Learn more about what you receive with purchase of this case.

Whitney v. City of Tacoma

United States District Court, W.D. Washington, Seattle

September 18, 2019

CITY OF TACOMA, et al., Defendants.



         Plaintiff Katherine Whitney, proceeding pro se, filed the instant civil rights complaint in Pierce County Superior Court following an alleged assault at a residence that she was referred to by a nonprofit organization, Share and Care House of Tacoma (“Share and Care House”). (See Dkt. # 1-2 (Compl.).) Plaintiff's complaint seeks injunctive relief and damages based on allegations of Fourth, Fifth, and Fourteenth Amendment violations. (See generally Compl.) Defendants Jeff Rodgers and Daryl Shuey removed Plaintiff's action to this Court. (Dkt. # 1 (Notice of Removal).)[1] This matter is now before the Court on several motions to dismiss filed by Defendants Rodgers, Deputy Shuey, City of Tacoma, Secretary Cheryl Strange, Charlene Hamblen, Misty Fitzsimmons, and Taffi Wheeldon. (Dkt. # 4 (“Rodgers and Shuey Mot.”); Dkt. # 9 (“City Mot.”); Dkt. # 11 (“Strange Mot.”); Dkt. # 16 (“Hamblen, Fitzsimmons, and Wheeldon Mot.”).)[2]
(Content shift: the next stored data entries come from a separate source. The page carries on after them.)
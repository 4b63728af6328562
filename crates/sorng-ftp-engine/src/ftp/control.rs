//! The control channel: one command, one reply, with transparent recovery.
//!
//! Before a command goes out the channel makes sure the socket is usable:
//! it reconnects when the socket is gone, when an encrypted session has
//! carried too many operations, or when unsolicited bytes are waiting.
//! Reconnection caches the working directory first and restores it (and the
//! data type) afterwards, then sends the original command. It happens at
//! most once per call.

use crate::ftp::capabilities::{FtpCapability, NoQuirks, ServerFeatures, ServerQuirks};
use crate::ftp::error::{FtpError, FtpResult};
use crate::ftp::handshake;
use crate::ftp::protocol::{guarded, mask_command, FtpCodec, StaleData};
use crate::ftp::tls::{RustlsProvider, TlsProvider};
use crate::ftp::types::*;
use std::net::SocketAddr;
use std::sync::Arc;
use tokio::net::TcpStream;
use tokio::time::Instant;
use tokio_rustls::client::TlsStream;
use tokio_util::sync::CancellationToken;
use uuid::Uuid;

/// Commands that open a sequence the server expects to finish on the same
/// connection.
const CRITICAL_START: &[&str] = &["EPSV", "PASV", "EPRT", "PORT", "PRET", "REST"];
/// Commands that close such a sequence.
const CRITICAL_END: &[&str] = &[
    "ABOR", "LIST", "NLST", "MLSD", "STOR", "STOU", "APPE", "RETR",
];

/// Mutable per-connection state. Lives exactly as long as the
/// `ControlChannel`; the socket underneath may be replaced.
#[derive(Debug, Clone, Default)]
pub struct SessionState {
    pub last_working_dir: Option<String>,
    pub current_data_type: Option<TransferType>,
    pub in_critical_sequence: bool,
    pub epsv_not_supported: bool,
    /// Stale checks are off while a handshake is running.
    pub allow_stale_check: bool,
    /// A data channel was opened and its final reply not read yet.
    pub pending_data_reply: bool,
    /// NOOPs written mid-transfer whose echoes have not been read yet.
    pub unanswered_noops: u32,
    pub last_command: Option<String>,
    pub last_command_at: Option<Instant>,
    pub banner: Option<String>,
    pub reconnects: u32,
}

pub struct ControlChannel {
    session_id: String,
    config: FtpConnectionConfig,
    codec: Option<FtpCodec>,
    tls: Arc<dyn TlsProvider>,
    quirks: Arc<dyn ServerQuirks>,
    features: ServerFeatures,
    cancel: CancellationToken,
    state: SessionState,
}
         The Court, having reviewed the parties' submissions, the governing law, and the balance of the record, finds Plaintiff's complaint fails to state a claim upon which relief can be granted as to all of the Defendants. Therefore, the Court recommends Defendants' motions to dismiss be GRANTED and Plaintiff be granted leave to file an amended complaint for all but one of her claims.

         I. BACKGROUND

         For the purpose of deciding the pending motions to dismiss, the allegations contained within Plaintiff's complaint are considered true. Plaintiff asserts that around December 2016, she was approved by the Department of Social and Health Services (“DSHS”) to receive Housing and Essential Needs (“HEN”) benefits. (Compl. at 4.) DSHS contracted with Share and Care House to help manage Plaintiff's HEN benefits. (Id.)

         Plaintiff alleges that in October 2018, a Share and Care House employee, Taffi Wheeldon, gave her a list of potential landlords that work with Share and Care House and accept HEN benefits. (Id.) Plaintiff used the list provided by Ms. Wheeldon to contact a landlord, Natalie Howell. (Id.) Ms. Wheeldon provided Plaintiff and Ms. Howell with information regarding the type of lease agreement that they needed and advised them that an inspection of the residence that Ms. Howell managed was required. (Id.) Ms. Howell stated an inspection had already been conducted several months prior. (Id.) Ms. Wheeldon did not confirm that the inspection was completed. (Id.)

         In November 2018, Plaintiff moved into the residence managed by Ms. Howell. (Id.) Later that month, Plaintiff alleges that Ms. Howell displayed hostile behavior toward Plaintiff. (Id. at 5.) Ms. Howell's family subsequently moved into the residence and also displayed aggressive behavior towards Plaintiff. (Id.) Plaintiff reported this behavior to Ms. Wheeldon, who indicated Ms. Howell should have been removed from Share and Care House's landlord list. (Id.) Ms. Wheeldon provided Plaintiff with a new list of recommended properties. (Id.) Plaintiff used the list to apply for housing at a new property: the Morning Tree Park Apartments. (Id.)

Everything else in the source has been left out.